A few snippets from ‘sex expert’ columns will give you an insight enough into the kind of anxieties, pressures and doubts people experience with regard to sexuality. Some of the snippets given below on anxieties around nightfall, erection, penis size and male masturbation, reflect the effect of misinformation and myths. Girls may still receive a talk on menstruation by the school or by parents (even if inadequate), boys, on the other hand, are seldom spoken to regarding changes happening in their bodies at the time of puberty. The only discussion I remember having at school was in an auditorium full of girls, (with curtains drawn) on how life changing menstruation is going to be. Moreover, the discussions around sexual attraction and changes in the body were strictly hetero-normative. I did not know what ‘nightfall’ was till I was 20!

TARSHI 3

TARSHI 4

There is lack of conversation around issues like nocturnal emission, erections, etc. This further ties in with patriarchal pressures of upholding ‘masculinity’ that men experience, which keeps them from talking about these issues and leaves many of them embarrassed and confused. If only sexuality education is provided at home or in educational institutions, men may start to question the constant pressure of meeting the ideals of ‘masculinity’ and the risk of being referred to as ‘not man enough’.

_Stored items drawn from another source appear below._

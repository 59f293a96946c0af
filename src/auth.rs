//! Authentication utilities: JWT validation and permission checks
//!
//! The worker never issues credentials; it validates tokens minted by the
//! portal's auth service and enforces per-operation permissions (a bulk
//! roster import requires `people.import`).

use anyhow::{anyhow, Result};
use jsonwebtoken::{decode, encode, DecodingKey, EncodingKey, Header, Validation};
use serde::{Deserialize, Serialize};
use uuid::Uuid;

use crate::types::Request;

/// JWT claims
#[derive(Debug, Clone, Serialize, Deserialize)]
pub struct Claims {
    /// Subject (user ID)
    pub sub: String,
    /// User email
    pub email: String,
    /// User role (admin, coordinator, staff)
    pub role: String,
    #[serde(default)]
    pub permissions: Vec<String>,
    /// Issued at (unix timestamp)
    pub iat: usize,
    /// Expiration (unix timestamp)
    pub exp: usize,
}

/// Authentication result from extract_auth
#[derive(Debug, Clone)]
pub struct AuthInfo {
    pub user_id: Uuid,
    pub role: String,
    pub permissions: Vec<String>,
}

impl AuthInfo {
    /// Whether the caller holds a permission (or the wildcard)
    pub fn can(&self, permission: &str) -> bool {
        self.permissions
            .iter()
            .any(|p| p == "*" || p == permission)
    }
}

/// Generate a JWT access token
pub fn generate_token(
    user_id: Uuid,
    email: &str,
    role: &str,
    permissions: &[String],
    secret: &str,
) -> Result<String> {
    let now = chrono::Utc::now().timestamp() as usize;
    let exp = now + 8 * 60 * 60; // 8 hours (working day)

    let claims = Claims {
        sub: user_id.to_string(),
        email: email.to_string(),
        role: role.to_string(),
        permissions: permissions.to_vec(),
        iat: now,
        exp,
    };

    let token = encode(
        &Header::default(),
        &claims,
        &EncodingKey::from_secret(secret.as_bytes()),
    )?;

    Ok(token)
}

/// Validate a JWT token and return claims
pub fn validate_token(token: &str, secret: &str) -> Result<Claims> {
    let token_data = decode::<Claims>(
        token,
        &DecodingKey::from_secret(secret.as_bytes()),
        &Validation::default(),
    )
    .map_err(|e| anyhow!("Invalid token: {}", e))?;

    Ok(token_data.claims)
}

/// Extract authentication info from a NATS request.
pub fn extract_auth<T>(request: &Request<T>, jwt_secret: &str) -> Result<AuthInfo> {
    let token = request
        .token
        .as_deref()
        .ok_or_else(|| anyhow!("No authentication provided — JWT token is required"))?;

    let claims = validate_token(token, jwt_secret)?;
    let user_id = Uuid::parse_str(&claims.sub)
        .map_err(|e| anyhow!("Invalid user_id in token: {}", e))?;

    Ok(AuthInfo {
        user_id,
        role: claims.role,
        permissions: claims.permissions,
    })
}

// =============================================================================
// Tests
// =============================================================================

#[cfg(test)]
mod tests {
    use super::*;
    use chrono::Utc;

    const TEST_SECRET: &str = "test-secret-key-for-jwt-at-least-32-bytes-long";

    fn make_request_with_token(token: Option<String>) -> Request<serde_json::Value> {
        Request {
            id: Uuid::new_v4(),
            timestamp: Utc::now(),
            token,
            payload: serde_json::Value::Null,
        }
    }

    #[test]
    fn test_generate_and_validate_token() {
        let user_id = Uuid::new_v4();
        let token = generate_token(
            user_id,
            "test@example.com",
            "coordinator",
            &["people.import".to_string()],
            TEST_SECRET,
        )
        .unwrap();

        let claims = validate_token(&token, TEST_SECRET).unwrap();
        assert_eq!(claims.sub, user_id.to_string());
        assert_eq!(claims.email, "test@example.com");
        assert_eq!(claims.role, "coordinator");
        assert_eq!(claims.permissions, vec!["people.import".to_string()]);
    }

    #[test]
    fn test_validate_token_wrong_secret() {
        let token = generate_token(Uuid::new_v4(), "test@example.com", "admin", &[], TEST_SECRET)
            .unwrap();
        assert!(validate_token(&token, "wrong-secret").is_err());
    }

    #[test]
    fn test_validate_token_malformed() {
        assert!(validate_token("not.a.valid.token", TEST_SECRET).is_err());
    }

    #[test]
    fn test_extract_auth_with_valid_token() {
        let user_id = Uuid::new_v4();
        let token = generate_token(
            user_id,
            "test@example.com",
            "admin",
            &["*".to_string()],
            TEST_SECRET,
        )
        .unwrap();

        let request = make_request_with_token(Some(token));
        let auth = extract_auth(&request, TEST_SECRET).unwrap();

        assert_eq!(auth.user_id, user_id);
        assert_eq!(auth.role, "admin");
    }

    #[test]
    fn test_extract_auth_no_token_fails() {
        let request = make_request_with_token(None);
        assert!(extract_auth(&request, TEST_SECRET).is_err());
    }

    #[test]
    fn test_extract_auth_invalid_token_fails() {
        let request = make_request_with_token(Some("bad-token".to_string()));
        assert!(extract_auth(&request, TEST_SECRET).is_err());
    }

    #[test]
    fn test_can_checks_permission_and_wildcard() {
        let auth = AuthInfo {
            user_id: Uuid::new_v4(),
            role: "coordinator".to_string(),
            permissions: vec!["people.import".to_string()],
        };
        assert!(auth.can("people.import"));
        assert!(!auth.can("people.delete"));

        let admin = AuthInfo {
            user_id: Uuid::new_v4(),
            role: "admin".to_string(),
            permissions: vec!["*".to_string()],
        };
        assert!(admin.can("people.import"));
    }
}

The anxieties around marriage are unaddressed too, by the assumption that ‘go-with-the-flow’ is the best way to learn and avoid any uncomfortable conversation. There is a need to replace the ‘crash course’ on sex that is usually imparted a few nights before the wedding with sexuality education that caters to the unaddressed anxieties around consent, conception, contraception and right over one’s own body.

TARSHI 8

 

It is time we looked at these questions as a reflection of how we have created norms around something as vibrant and subjective as sexuality. The need for answers clearly highlights the pressure people feel to get things ‘right’. The ‘right’ that is so elusive and subjective, that time and again it gets pushed into categories of ‘yes, no and maybe’. On one hand, we are surrounded by sources aplenty to seek answers from, but if they all fit perfectly in the jigsaw of sexuality is what we need to answer. While a medium that exists as a weekly column in the newspaper or a forum on the internet at least creates a space for conversations on sexuality; but the lack of information reflected on the these mediums clearly highlights that sexuality education is indeed required to join the dots.

Information alone is not enough. Sexuality needs to be celebrated and spoken of without check-lists and certainly without shame. The education around it needs to be relevant to emotional and social development of individuals and their relationships.